Harlan Ellison Sues The In Time Team

He's claiming it rips off his story

Harlan Ellison Sues The In Time Team

by James White |
Published on

If legendary science fiction author and noted creator rights activist Harlan Ellison has his way, the clock might stop ticking on Andrew Niccol’s new thriller In Time before it even hits cinemas. How so? He’s just sued production company New Regency, the director and several unidentified people claiming copyright infringement.

Specifically, Ellison charges that In Time lifts numerous elements of its basic plot from his award-winning 1965 short story Repent, Harlequin! Said The Ticktockman, which, like the film, finds a society where time is allotted as currency and where a rebel goes against a government authority known as the Timekeeper. **In Time **has Timekeepers as police officers, and there are more examples of similar ideas, including how a person's given lifespan can be reduced and how someone dies once the clock runs out.

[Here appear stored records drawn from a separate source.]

//! Duplicate cluster discovery
//!
//! Connected-component search over the pairwise similarity graph: a
//! breadth-first expansion from each unprocessed report pulls in every
//! neighbor scoring at or above the clustering threshold, directly or
//! transitively.

use ahash::AHashSet;
use serde::{Deserialize, Serialize};
use std::collections::{BTreeSet, VecDeque};

use crate::config::{ClusteringConfig, Thresholds};
use crate::detect::DuplicateDetector;
use crate::index::Corpus;
use crate::similarity::SimilarityWeights;

/// A group of mutually reachable reports
#[derive(Debug, Clone, Serialize, Deserialize)]
pub struct DuplicateCluster {
    pub reports: BTreeSet<String>,
}

impl DuplicateCluster {
    pub fn len(&self) -> usize {
        self.reports.len()
    }

    pub fn is_empty(&self) -> bool {
        self.reports.is_empty()
    }

    pub fn contains(&self, id: &str) -> bool {
        self.reports.contains(id)
    }
}

/// Cluster discovery over a corpus snapshot
pub struct ClusterFinder<'a> {
    corpus: &'a Corpus,
    thresholds: Thresholds,
    weights: SimilarityWeights,
    config: ClusteringConfig,
}

impl<'a> ClusterFinder<'a> {
    pub fn new(
        corpus: &'a Corpus,
        thresholds: Thresholds,
        weights: SimilarityWeights,
        config: ClusteringConfig,
    ) -> Self {
        Self {
            corpus,
            thresholds,
            weights,
            config,
        }
    }

    /// Discover all duplicate clusters of size >= 2
    ///
    /// Every report (optionally restricted to one program) seeds at most
    /// one expansion; a processed set keeps the whole pass linear in the
    /// number of reports times the per-node detection cost. A detection
    /// failure during expansion marks that node processed with no
    /// outgoing edges, so clustering always completes.
    pub fn find_clusters(
        &self,
        program_filter: Option<&str>,
        threshold: f64,
    ) -> Vec<DuplicateCluster> {
        let detector = DuplicateDetector::new(self.corpus, self.thresholds, self.weights);

        let mut processed: AHashSet<String> = AHashSet::new();
        let mut clusters = Vec::new();

        for seed in self.corpus.ids() {
            if processed.contains(&seed) {
                continue;
            }
            if let Some(program) = program_filter {
                let in_program = self
                    .corpus
                    .get(&seed)
                    .is_some_and(|r| r.program_id == program);
                if !in_program {
                    continue;
                }
            }

            let mut members: BTreeSet<String> = BTreeSet::new();
            let mut queue: VecDeque<String> = VecDeque::new();
            members.insert(seed.clone());
            queue.push_back(seed);

            while let Some(current) = queue.pop_front() {
                if !processed.insert(current.clone()) {
                    continue;
                }

                let result = match detector.detect(
                    &current,
                    program_filter,
                    self.config.expansion_limit,
                ) {
                    Ok(result) => result,
                    Err(e) => {
                        tracing::warn!(
                            id = %current,
                            error = %e,
                            "cluster expansion failed; treating node as terminal"
                        );
                        continue;
                    }
                };

                for score in result.matches {
                    // A processed id already belongs to this cluster or an
                    // earlier one; never pull it into a second cluster.
                    if score.overall_score < threshold || processed.contains(&score.report_id) {
                        continue;
                    }
                    if members.insert(score.report_id.clone()) {
                        queue.push_back(score.report_id);
                    }
                }
            }

            if members.len() >= 2 {
                tracing::debug!(size = members.len(), "found duplicate cluster");
                clusters.push(DuplicateCluster { reports: members });
            }
        }

        clusters
    }
}
//! Structural code comparison via character n-gram Jaccard similarity
//!
//! Snippets are normalized (comments and whitespace stripped) before
//! comparison, so cosmetic edits like reformatting or added commentary do
//! not defeat the match.

use ahash::AHashSet;
use regex::Regex;
use std::collections::BTreeSet;
use std::sync::OnceLock;

const NGRAM_LEN: usize = 3;

fn block_comment_re() -> &'static Regex {
    static RE: OnceLock<Regex> = OnceLock::new();
    RE.get_or_init(|| Regex::new(r"(?s)/\*.*?\*/").unwrap())
}

fn line_comment_re() -> &'static Regex {
    static RE: OnceLock<Regex> = OnceLock::new();
    RE.get_or_init(|| Regex::new(r"//[^\n]*").unwrap())
}

/// N-gram Jaccard similarity between two sides' code snippets
///
/// Each side's snippets are concatenated, normalized, and decomposed into
/// 3-character n-grams; the result is `|A ∩ B| / |A ∪ B|`. Returns 0.0
/// when either side is empty or too short to produce an n-gram.
pub fn code_similarity(a: &BTreeSet<String>, b: &BTreeSet<String>) -> f64 {
    if a.is_empty() || b.is_empty() {
        return 0.0;
    }

    let norm_a = normalize_code(a);
    let norm_b = normalize_code(b);

    let grams_a = ngrams(&norm_a);
    let grams_b = ngrams(&norm_b);
    if grams_a.is_empty() || grams_b.is_empty() {
        return 0.0;
    }

    let intersection = grams_a.intersection(&grams_b).count();
    let union = grams_a.union(&grams_b).count();
    intersection as f64 / union as f64
}

/// Concatenate snippets and strip comments and whitespace
fn normalize_code(snippets: &BTreeSet<String>) -> String {
    let joined = snippets.iter().cloned().collect::<Vec<_>>().join("\n");
    let stripped = block_comment_re().replace_all(&joined, "");
    let stripped = line_comment_re().replace_all(&stripped, "");
    stripped.chars().filter(|c| !c.is_whitespace()).collect()
}

fn ngrams(s: &str) -> AHashSet<String> {
    let chars: Vec<char> = s.chars().collect();
    if chars.len() < NGRAM_LEN {
        return AHashSet::new();
    }
    chars
        .windows(NGRAM_LEN)
        .map(|w| w.iter().collect())
        .collect()
}
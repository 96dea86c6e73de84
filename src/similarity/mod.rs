//! Multi-signal similarity scoring between indexed reports
//!
//! Four independent components (title, description, code, URL) plus a
//! categorical bonus, combined into one weighted overall score. The
//! scorer is deterministic, pure, and symmetric in its two arguments.

mod code;
mod text;
mod url;

pub use code::code_similarity;
pub use text::tfidf_cosine;
pub use url::url_similarity;

use serde::{Deserialize, Serialize};

use crate::index::{Corpus, IndexedReport};

/// Weights combining the component similarities into an overall score
///
/// The four component weights sum to 1.0; the component bonus can push
/// the raw sum above it, so the overall score is clamped at 1.0.
#[derive(Debug, Clone, Copy, Serialize, Deserialize)]
pub struct SimilarityWeights {
    pub title: f64,
    pub description: f64,
    pub code: f64,
    pub url: f64,
    pub component_bonus: f64,
}

impl Default for SimilarityWeights {
    fn default() -> Self {
        Self {
            title: 0.3,
            description: 0.3,
            code: 0.25,
            url: 0.15,
            component_bonus: 0.1,
        }
    }
}

/// Outcome of comparing a query report against one candidate
///
/// Component scores and the overall score all lie in [0, 1]. The
/// duplicate flag and confidence are filled in by the detector once the
/// active thresholds are known.
#[derive(Debug, Clone, Serialize, Deserialize)]
pub struct SimilarityScore {
    pub report_id: String,
    pub title_similarity: f64,
    pub description_similarity: f64,
    pub code_similarity: f64,
    pub url_similarity: f64,
    pub overall_score: f64,
    pub is_duplicate: bool,
    pub confidence: f64,
}

/// Pairwise report scorer
///
/// Borrows the corpus for IDF lookups; holds no mutable state, so one
/// scorer may be shared across any number of comparisons.
pub struct Scorer<'a> {
    corpus: &'a Corpus,
    weights: SimilarityWeights,
}

impl<'a> Scorer<'a> {
    pub fn new(corpus: &'a Corpus, weights: SimilarityWeights) -> Self {
        Self { corpus, weights }
    }

    /// Score a candidate against the query report
    pub fn score(&self, query: &IndexedReport, candidate: &IndexedReport) -> SimilarityScore {
        let title = tfidf_cosine(&query.title_tokens, &candidate.title_tokens, self.corpus);
        let description = tfidf_cosine(
            &query.description_tokens,
            &candidate.description_tokens,
            self.corpus,
        );
        let code = code_similarity(&query.code_snippets, &candidate.code_snippets);
        let url = url_similarity(&query.urls, &candidate.urls);

        let bonus = if !query.affected_component.is_empty()
            && query.affected_component == candidate.affected_component
        {
            self.weights.component_bonus
        } else {
            0.0
        };

        let overall = (self.weights.title * title
            + self.weights.description * description
            + self.weights.code * code
            + self.weights.url * url
            + bonus)
            .min(1.0);

        SimilarityScore {
            report_id: candidate.id.clone(),
            title_similarity: title,
            description_similarity: description,
            code_similarity: code,
            url_similarity: url,
            overall_score: overall,
            is_duplicate: false,
            confidence: 0.0,
        }
    }
}

#[cfg(test)]
mod tests {
    use super::*;
    use crate::index::ReportFields;

    fn report(id: &str, title: &str, description: &str) -> IndexedReport {
        let fields = ReportFields {
            title: title.to_string(),
            description: description.to_string(),
            ..Default::default()
        };
        IndexedReport::from_fields(id, &fields)
    }

    #[test]
    fn test_identical_reports_score_high() {
        let corpus = Corpus::new();
        let scorer = Scorer::new(&corpus, SimilarityWeights::default());

        let a = report("a", "SQL injection in login", "The username field is injectable");
        let b = report("b", "SQL injection in login", "The username field is injectable");

        let score = scorer.score(&a, &b);
        assert!((score.title_similarity - 1.0).abs() < 1e-9);
        assert!((score.description_similarity - 1.0).abs() < 1e-9);
        // Title and description max out; no code or URLs on either side
        assert!((score.overall_score - 0.6).abs() < 1e-9);
    }

    #[test]
    fn test_unrelated_reports_score_zero() {
        let corpus = Corpus::new();
        let scorer = Scorer::new(&corpus, SimilarityWeights::default());

        let a = report("a", "SQL injection in login", "username field injectable");
        let b = report("b", "Clickjacking on dashboard", "missing frame headers");

        let score = scorer.score(&a, &b);
        assert_eq!(score.overall_score, 0.0);
    }

    #[test]
    fn test_component_bonus_requires_exact_nonempty_match() {
        let corpus = Corpus::new();
        let scorer = Scorer::new(&corpus, SimilarityWeights::default());

        let mut a = report("a", "SQL injection", "");
        let mut b = report("b", "SQL injection", "");

        // Both empty: no bonus
        let without = scorer.score(&a, &b).overall_score;

        a.affected_component = "auth-service".to_string();
        b.affected_component = "auth-service".to_string();
        let with = scorer.score(&a, &b).overall_score;
        assert!((with - without - 0.1).abs() < 1e-9);

        b.affected_component = "payments".to_string();
        let mismatched = scorer.score(&a, &b).overall_score;
        assert!((mismatched - without).abs() < 1e-9);
    }

    #[test]
    fn test_overall_clamped_to_one() {
        let corpus = Corpus::new();
        let scorer = Scorer::new(&corpus, SimilarityWeights::default());

        let fields = ReportFields {
            title: "SQL injection in login".to_string(),
            description: "Injectable username on https://x.test/login?user=1".to_string(),
            proof_of_concept: "' OR 1=1--".to_string(),
            affected_component: "auth".to_string(),
            ..Default::default()
        };
        let a = IndexedReport::from_fields("a", &fields);
        let b = IndexedReport::from_fields("b", &fields);

        let score = scorer.score(&a, &b);
        // All components at 1.0 plus the bonus would sum to 1.1
        assert_eq!(score.overall_score, 1.0);
    }

    #[test]
    fn test_scoring_is_symmetric() {
        let mut corpus = Corpus::new();
        corpus.add(
            "a",
            &ReportFields {
                title: "SQL injection in login endpoint".to_string(),
                description: "The /login endpoint is vulnerable via the username field"
                    .to_string(),
                ..Default::default()
            },
        );
        corpus.add(
            "b",
            &ReportFields {
                title: "SQLi in login form".to_string(),
                description: "username parameter on /login is injectable".to_string(),
                ..Default::default()
            },
        );

        let scorer = Scorer::new(&corpus, SimilarityWeights::default());
        let a = corpus.get("a").unwrap();
        let b = corpus.get("b").unwrap();

        let ab = scorer.score(a, b);
        let ba = scorer.score(b, a);
        assert_eq!(ab.title_similarity, ba.title_similarity);
        assert_eq!(ab.description_similarity, ba.description_similarity);
        assert_eq!(ab.code_similarity, ba.code_similarity);
        assert_eq!(ab.url_similarity, ba.url_similarity);
        assert_eq!(ab.overall_score, ba.overall_score);
    }
}
//! URL structure comparison
//!
//! Two reports hitting the same endpoint with different ids or parameter
//! values should still match: numeric path segments are collapsed and
//! parameter values dropped before the Jaccard comparison.

use ahash::AHashSet;
use std::collections::BTreeSet;

use crate::preprocess::url_signature;

/// Jaccard similarity over the combined set of normalized paths and bare
/// query-parameter names from each side's URLs
///
/// Returns 0.0 when either side has no URLs.
pub fn url_similarity(a: &BTreeSet<String>, b: &BTreeSet<String>) -> f64 {
    if a.is_empty() || b.is_empty() {
        return 0.0;
    }

    let features_a = url_features(a);
    let features_b = url_features(b);
    if features_a.is_empty() || features_b.is_empty() {
        return 0.0;
    }

    let intersection = features_a.intersection(&features_b).count();
    let union = features_a.union(&features_b).count();
    intersection as f64 / union as f64
}

/// Flatten a URL set into comparable features
///
/// Paths and parameter names are tagged so `/token` the path can never
/// collide with `token` the parameter.
fn url_features(urls: &BTreeSet<String>) -> AHashSet<String> {
    let mut features = AHashSet::new();
    for url in urls {
        let sig = url_signature(url);
        features.insert(format!("path:{}", sig.path));
        for name in sig.param_names {
            features.insert(format!("param:{name}"));
        }
    }
    features
}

Part of Ellison's beef is that he had recently optioned the Harlequin story to producers so that a film could be made from the story. But unlike some chancer who shows up claiming that producers ripped off their script once a film is successful, he can point to the story being a well-known title that has been easily accessible for decades. That doesn’t mean he’ll win his case, but it gives him a stronger argument.

And if there’s one thing the Hollywood community has learned from Ellison’s previous lawsuits, it’s that you don’t mess with Harlan. When he lodged a claim that James Cameron’s screenplay for The Terminator owed a heavy creative debt to Soldier, one of his episodes for anthology TV series The Outer Limits, he ended up with an acknowledgement credit on later prints of the film and an undisclosed payment. While Cameron didn’t agree with the settlement, he was obliged to allow it. And he’s just the highest profile target that the pugnacious author has gone up against…

Ellison is demanding that the film’s October 28 release in the US is halted and all copied destroyed. We doubt it’ll go that far, but for now the case is ongoing.